Четвертая песнь особенно ярко обнаруживает жанровую неоднородность поэмы. Пушкин пародирует романтическую балладу Жуковского, описывает замок двенадцати соблазнительных дев и показывает капитуляцию Ратмира перед чувственным наслаждением. Ратмир забывает Людмилу почти без борьбы, потому что его любовь изначально была не верностью конкретному человеку, а поиском возбуждения и самоутверждения. В противоположность ему Руслан продолжает путь сквозь ведьм, великанов и русалок и остается, по словам автора, «тайным промыслом храним». Эта формула представляет один из редких моментов, когда за механикой волшебной сказки проступает идея высшего охранения.

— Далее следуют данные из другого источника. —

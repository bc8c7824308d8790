//! sFlow v5 decoder.
//!
//! Walks the datagram header, flow samples (plain and expanded) and their
//! records. A raw-packet-header record supplies addresses, ports and
//! protocol; extended router data supplies the next hop. Counter samples
//! and unknown record types are skipped by their length fields.

use std::net::SocketAddr;

use tracing::debug;

use super::{packet, Decoder, Reader};
use crate::error::DecodeError;
use crate::flow::{ip_from_bytes, Flow};

const SFLOW_VERSION: u32 = 5;

const ADDR_TYPE_IPV4: u32 = 1;
const ADDR_TYPE_IPV6: u32 = 2;

// Standard-enterprise sample formats.
const SAMPLE_FLOW: u32 = 1;
const SAMPLE_EXPANDED_FLOW: u32 = 3;

// Standard-enterprise flow record formats.
const RECORD_RAW_PACKET_HEADER: u32 = 1;
const RECORD_EXTENDED_ROUTER: u32 = 1002;

// Raw header protocols.
const HEADER_PROTO_ETHERNET: u32 = 1;

const PROTOCOL: &str = "sflow";

/// Stateless decoder for sFlow v5 datagrams.
#[derive(Debug, Default)]
pub struct SflowDecoder;

impl SflowDecoder {
    pub fn new() -> Self {
        SflowDecoder
    }
}

impl Decoder for SflowDecoder {
    fn name(&self) -> &'static str {
        PROTOCOL
    }

    fn decode(
        &mut self,
        data: &[u8],
        _from: SocketAddr,
        now: i64,
    ) -> Result<Vec<Flow>, DecodeError> {
        let mut r = Reader::new(data, PROTOCOL);

        let version = r.u32()?;
        if version != SFLOW_VERSION {
            return Err(DecodeError::UnsupportedVersion {
                protocol: PROTOCOL,
                version: version as u16,
            });
        }

        let agent = read_address(&mut r)?;
        let _sub_agent_id = r.u32()?;
        let _sequence = r.u32()?;
        let _uptime = r.u32()?;
        let num_samples = r.u32()?;

        let mut flows = Vec::new();
        for _ in 0..num_samples {
            let sample_type = r.u32()?;
            let sample_len = r.u32()? as usize;
            let sample = r.take(sample_len)?;

            let enterprise = sample_type >> 12;
            let format = sample_type & 0xfff;
            if enterprise != 0 {
                continue;
            }

            match format {
                SAMPLE_FLOW | SAMPLE_EXPANDED_FLOW => {
                    match decode_flow_sample(sample, format == SAMPLE_EXPANDED_FLOW) {
                        Ok(Some(mut fl)) => {
                            fl.agent = agent;
                            fl.timestamp = now;
                            flows.push(fl);
                        }
                        // A flow sample without a usable raw header.
                        Ok(None) => {}
                        Err(err) => debug!(%err, "skipping flow sample"),
                    }
                }
                // Counter samples et al.
                _ => {}
            }
        }

        Ok(flows)
    }
}

fn read_address(r: &mut Reader<'_>) -> Result<std::net::IpAddr, DecodeError> {
    let addr_type = r.u32()?;
    let bytes = match addr_type {
        ADDR_TYPE_IPV4 => r.take(4)?,
        ADDR_TYPE_IPV6 => r.take(16)?,
        _ => {
            return Err(DecodeError::InvalidField {
                protocol: PROTOCOL,
                field: "address type",
                reason: addr_type.to_string(),
            })
        }
    };
    ip_from_bytes(bytes).ok_or(DecodeError::InvalidField {
        protocol: PROTOCOL,
        field: "address",
        reason: "length".to_string(),
    })
}

fn decode_flow_sample(sample: &[u8], expanded: bool) -> Result<Option<Flow>, DecodeError> {
    let mut r = Reader::new(sample, PROTOCOL);

    let _sequence = r.u32()?;
    if expanded {
        let _source_id_type = r.u32()?;
        let _source_id_index = r.u32()?;
    } else {
        let _source_id = r.u32()?;
    }
    let sampling_rate = r.u32()?;
    let _sample_pool = r.u32()?;
    let _drops = r.u32()?;
    let (input_if, output_if) = if expanded {
        let _input_format = r.u32()?;
        let input = r.u32()?;
        let _output_format = r.u32()?;
        let output = r.u32()?;
        (input, output)
    } else {
        (r.u32()?, r.u32()?)
    };
    let num_records = r.u32()?;

    let mut fl = Flow::empty();
    fl.int_in = input_if;
    fl.int_out = output_if;
    fl.samplerate = u64::from(sampling_rate.max(1));
    fl.packets = 1;

    let mut sampled_header = false;
    for _ in 0..num_records {
        let record_type = r.u32()?;
        let record_len = r.u32()? as usize;
        let record = r.take(record_len)?;

        match record_type {
            RECORD_RAW_PACKET_HEADER => {
                if let Some(size) = decode_raw_header(record, &mut fl)? {
                    fl.size = size;
                    sampled_header = true;
                }
            }
            RECORD_EXTENDED_ROUTER => {
                let mut rr = Reader::new(record, PROTOCOL);
                fl.next_hop = read_address(&mut rr)?;
                let _src_mask = rr.u32()?;
                let _dst_mask = rr.u32()?;
            }
            _ => {}
        }
    }

    Ok(sampled_header.then_some(fl))
}

/// Parse a raw-packet-header record into `fl`, returning the sampled frame
/// length. `None` when the header protocol is not Ethernet or the header
/// does not reach the IP layer.
fn decode_raw_header(record: &[u8], fl: &mut Flow) -> Result<Option<u64>, DecodeError> {
    let mut r = Reader::new(record, PROTOCOL);

    let header_protocol = r.u32()?;
    let frame_length = r.u32()?;
    let _stripped = r.u32()?;
    let header_len = r.u32()? as usize;
    let header = r.take(header_len.min(r.remaining()))?;

    if header_protocol != HEADER_PROTO_ETHERNET {
        return Ok(None);
    }

    match packet::dissect_ethernet(header) {
        Some(sample) => {
            fl.family = sample.family;
            fl.src_addr = sample.src_addr;
            fl.dst_addr = sample.dst_addr;
            fl.protocol = sample.protocol;
            fl.src_port = sample.src_port;
            fl.dst_port = sample.dst_port;
            Ok(Some(u64::from(frame_length)))
        }
        None => Ok(None),
    }
}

Однако Пушкин не развивает ее догматически: Промысл действует внутри мира, где сохраняют силу магия, чудовища и языческие образы. Людмила тем временем пользуется невидимостью, чтобы избегать слуг Черномора, но колдун ловит ее, приняв облик раненого Руслана. Здесь особенно точно показана природа обмана: зло редко предлагает человеку совершенно чуждое; оно присваивает образ того, что человек любит, и через доверие к этому образу захватывает волю. Людмила оказывается пленена не потому, что перестает быть верной, а потому, что ее верность становится точкой манипуляции.
Пятая песнь содержит внешнюю кульминацию поэмы. Руслан вызывает Черномора на бой, выдерживает воздушный полет, повиснув на его бороде, принуждает колдуна вернуться в замок и отсекает источник его силы. Победа описана с бурлескной легкостью, но ее нравственный смысл прозрачен: могущество, основанное на страхе и внешнем знаке, исчезает, когда герой отказывается вступать со злом в соглашение. Найдя Людмилу погруженной в непробудный сон, Руслан не может немедленно завершить спасение. Победить похитителя оказывается легче, чем восстановить поврежденную жизнь. Голос Финна призывает его продолжать путь и хранить верность. Возвращаясь, Руслан встречает Ратмира, отказавшегося от воинской славы и живущего с возлюбленной в мирном уединении. Этот эпизод усложняет нравственную структуру поэмы: Ратмир не наказан за отступление от первоначальной цели, но обретает иное, более скромное счастье. Пушкин не требует от всех персонажей одинакового героизма. Для одного верность означает продолжать опасный путь, для другого — отказаться от тщеславной погони за чужой невестой и признать достаточность простой любви.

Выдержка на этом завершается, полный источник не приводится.